The technique uses the gravitational fields of stars as naturally occurring lenses. Microlensing occurs when a massive object, such as a star, almost exactly lines up with observers on Earth and a background star. The light from the background star is deflected by the gravity of the intervening object. Analysing how the magnified light from the background star changes allows the detection of planets orbiting the foreground star.
Gravitational microlensing was first proposed as a method for detecting extra-solar planets by Dr Shude Mao (Jodrell Bank Observatory) and Prof Bohdan Paczynski (Princeton) in 1991. The first confirmed detection of an extra-solar planet via microlensing was made in 2004. Dr Nicholas Rattenbury (Jodrell Bank Observatory) was one of the lead researchers in this discovery, working at the time at The University of Auckland, New Zealand.
The recent planet discovery was made possible through the survey observations of the Polish/US group OGLE, which observe many fields toward the centre of our Galaxy every night, searching for microlensing events. One event started to show a microlensing event where the background source was magnified about 800 times. Such events were predicted by Dr Rattenbury and colleagues from New Zealand in 2002 to be very sensitive to low mass planets.
Noting the rapid increase in amplification, Dr Andrzej Udalski (OGLE, Warsaw University) issued an alert, recommending additional observations to be made. Dr Andy Gould (Ohio State University, MicroFUN collaboration) requested immediate observations from Kitt Peak, Arizona.

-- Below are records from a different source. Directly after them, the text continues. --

/// Place creation body. The host is always the authenticated caller, so
/// there is no host field to spoof.
#[derive(Debug, Deserialize)]
pub struct CreatePlace {
    pub name: String,
    #[serde(default)]
    pub description: String,
    pub address: String,
    pub city_id: String,
    pub latitude: f64,
    pub longitude: f64,
    pub rooms: u32,
    pub bathrooms: u32,
    pub price_per_night: f64,
    pub max_guests: u32,
    #[serde(default)]
    pub amenity_ids: Vec<AmenityId>,
}

/// Review creation body. The author is always the authenticated caller.
#[derive(Debug, Deserialize)]
pub struct CreateReview {
    pub place_id: PlaceId,
    pub rating: u8,
    pub comment: String,
}

/// Amenity creation body.
#[derive(Debug, Deserialize)]
pub struct CreateAmenity {
    pub name: String,
}

/// Builds the full API router over the given state.
pub fn router<S>(state: AppState<S>) -> Router
where
    S: Store + 'static,
{
    Router::new()
        .route("/auth/login", post(login::<S>))
        .route("/users", post(create_user::<S>).get(list_users::<S>))
        .route("/users/{id}", get(get_user::<S>).put(update_user::<S>))
        .route("/places", post(create_place::<S>).get(list_places::<S>))
        .route("/places/{id}", get(get_place::<S>).put(update_place::<S>))
        .route("/reviews", post(create_review::<S>).get(list_reviews::<S>))
        .route(
            "/reviews/{id}",
            get(get_review::<S>)
                .put(update_review::<S>)
                .delete(delete_review::<S>),
        )
        .route("/amenities", post(create_amenity::<S>).get(list_amenities::<S>))
        .route("/amenities/{id}", get(get_amenity::<S>).put(update_amenity::<S>))
        .with_state(state)
}

// Handlers

async fn login<S: Store>(
    State(state): State<AppState<S>>,
    Json(body): Json<LoginRequest>,
) -> Result<Json<LoginResponse>, ApiError> {
    let user = state
        .facade
        .verify_credentials(&body.email, &body.password)
        .await?
        .ok_or_else(|| ApiError::unauthorized("invalid credentials"))?;
    let access_token = state
        .tokens
        .issue(&user)
        .map_err(|err| ApiError::new(StatusCode::INTERNAL_SERVER_ERROR, err.to_string()))?;
    Ok(Json(LoginResponse { access_token, user }))
}

async fn create_user<S: Store>(
    State(state): State<AppState<S>>,
    Json(mut body): Json<NewUser>,
) -> Result<(StatusCode, Json<User>), ApiError> {
    // Open registration never grants the administrator role.
    body.is_admin = false;
    let user = state.facade.create_user(body).await?;
    Ok((StatusCode::CREATED, Json(user)))
}

async fn list_users<S: Store>(
    State(state): State<AppState<S>>,
) -> Result<Json<Vec<User>>, ApiError> {
    Ok(Json(state.facade.users().await?))
}

async fn get_user<S: Store>(
    State(state): State<AppState<S>>,
    Path(id): Path<UserId>,
) -> Result<Json<User>, ApiError> {
    Ok(Json(state.facade.user(&id).await?))
}

async fn update_user<S: Store>(
    State(state): State<AppState<S>>,
    auth: AuthUser,
    Path(id): Path<UserId>,
    Json(patch): Json<UserPatch>,
) -> Result<Json<User>, ApiError> {
    if !auth.actor.may_modify(&id).is_allowed() {
        return Err(ApiError::forbidden("cannot modify another user's account"));
    }
    if patch.is_admin.is_some() && !auth.actor.require_admin().is_allowed() {
        return Err(ApiError::forbidden("only administrators may change roles"));
    }
    Ok(Json(state.facade.update_user(&id, patch).await?))
}

async fn create_place<S: Store>(
    State(state): State<AppState<S>>,
    auth: AuthUser,
    Json(body): Json<CreatePlace>,
) -> Result<(StatusCode, Json<Place>), ApiError> {
    let input = NewPlace {
        name: body.name,
        description: body.description,
        address: body.address,
        city_id: body.city_id,
        latitude: body.latitude,
        longitude: body.longitude,
        host_id: auth.actor.user_id,
        rooms: body.rooms,
        bathrooms: body.bathrooms,
        price_per_night: body.price_per_night,
        max_guests: body.max_guests,
        amenity_ids: body.amenity_ids,
    };
    let place = state.facade.create_place(input).await?;
    Ok((StatusCode::CREATED, Json(place)))
}

async fn list_places<S: Store>(
    State(state): State<AppState<S>>,
) -> Result<Json<Vec<Place>>, ApiError> {
    Ok(Json(state.facade.places().await?))
}

async fn get_place<S: Store>(
    State(state): State<AppState<S>>,
    Path(id): Path<PlaceId>,
) -> Result<Json<Place>, ApiError> {
    Ok(Json(state.facade.place(&id).await?))
}

async fn update_place<S: Store>(
    State(state): State<AppState<S>>,
    auth: AuthUser,
    Path(id): Path<PlaceId>,
    Json(patch): Json<PlacePatch>,
) -> Result<Json<Place>, ApiError> {
    let place = state.facade.place(&id).await?;
    if !auth.actor.may_modify(&place.host_id).is_allowed() {
        return Err(ApiError::forbidden("only the host or an administrator may edit a place"));
    }
    Ok(Json(state.facade.update_place(&id, patch).await?))
}

async fn create_review<S: Store>(
    State(state): State<AppState<S>>,
    auth: AuthUser,
    Json(body): Json<CreateReview>,
) -> Result<(StatusCode, Json<Review>), ApiError> {
    let place = state.facade.place(&body.place_id).await?;
    if place.host_id == auth.actor.user_id {
        return Err(ApiError::forbidden("hosts cannot review their own place"));
    }
    let review = state
        .facade
        .create_review(body.place_id, auth.actor.user_id, body.rating, &body.comment)
        .await?;
    Ok((StatusCode::CREATED, Json(review)))
}

async fn list_reviews<S: Store>(
    State(state): State<AppState<S>>,
) -> Result<Json<Vec<Review>>, ApiError> {
    Ok(Json(state.facade.reviews().await?))
}

async fn get_review<S: Store>(
    State(state): State<AppState<S>>,
    Path(id): Path<ReviewId>,
) -> Result<Json<Review>, ApiError> {
    Ok(Json(state.facade.review(&id).await?))
}

async fn update_review<S: Store>(
    State(state): State<AppState<S>>,
    auth: AuthUser,
    Path(id): Path<ReviewId>,
    Json(patch): Json<ReviewPatch>,
) -> Result<Json<Review>, ApiError> {
    let review = state.facade.review(&id).await?;
    if !auth.actor.may_modify(&review.user_id).is_allowed() {
        return Err(ApiError::forbidden(
            "only the author or an administrator may edit a review",
        ));
    }
    Ok(Json(state.facade.update_review(&id, patch).await?))
}

async fn delete_review<S: Store>(
    State(state): State<AppState<S>>,
    auth: AuthUser,
    Path(id): Path<ReviewId>,
) -> Result<StatusCode, ApiError> {
    let review = state.facade.review(&id).await?;
    if !auth.actor.may_modify(&review.user_id).is_allowed() {
        return Err(ApiError::forbidden(
            "only the author or an administrator may delete a review",
        ));
    }
    state.facade.delete_review(&id).await?;
    Ok(StatusCode::NO_CONTENT)
}

async fn create_amenity<S: Store>(
    State(state): State<AppState<S>>,
    auth: AuthUser,
    Json(body): Json<CreateAmenity>,
) -> Result<(StatusCode, Json<Amenity>), ApiError> {
    if !auth.actor.require_admin().is_allowed() {
        return Err(ApiError::forbidden("only administrators may create amenities"));
    }
    let amenity = state.facade.create_amenity(&body.name).await?;
    Ok((StatusCode::CREATED, Json(amenity)))
}

async fn list_amenities<S: Store>(
    State(state): State<AppState<S>>,
) -> Result<Json<Vec<Amenity>>, ApiError> {
    Ok(Json(state.facade.amenities().await?))
}

async fn get_amenity<S: Store>(
    State(state): State<AppState<S>>,
    Path(id): Path<AmenityId>,
) -> Result<Json<Amenity>, ApiError> {
    Ok(Json(state.facade.amenity(&id).await?))
}

async fn update_amenity<S: Store>(
    State(state): State<AppState<S>>,
    auth: AuthUser,
    Path(id): Path<AmenityId>,
    Json(patch): Json<AmenityPatch>,
) -> Result<Json<Amenity>, ApiError> {
    if !auth.actor.require_admin().is_allowed() {
        return Err(ApiError::forbidden("only administrators may edit amenities"));
    }
    Ok(Json(state.facade.update_amenity(&id, patch).await?))
}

Observations from other telescopes in Auckland, New Zealand and Chile (MICROFUN collaboration) and Hawaii (RoboNET) were similarly obtained.
The data were independently analysed by researchers in the UK, USA, Chile and NZ. Dr Rattenbury was the first to identify a class of models that fitted the observational data and corresponded to a low-mass planet. Subsequent analysis by Dr Rattenbury and collaborators confirmed that the planetary signal was real, and the planet was approximately the mass of Neptune.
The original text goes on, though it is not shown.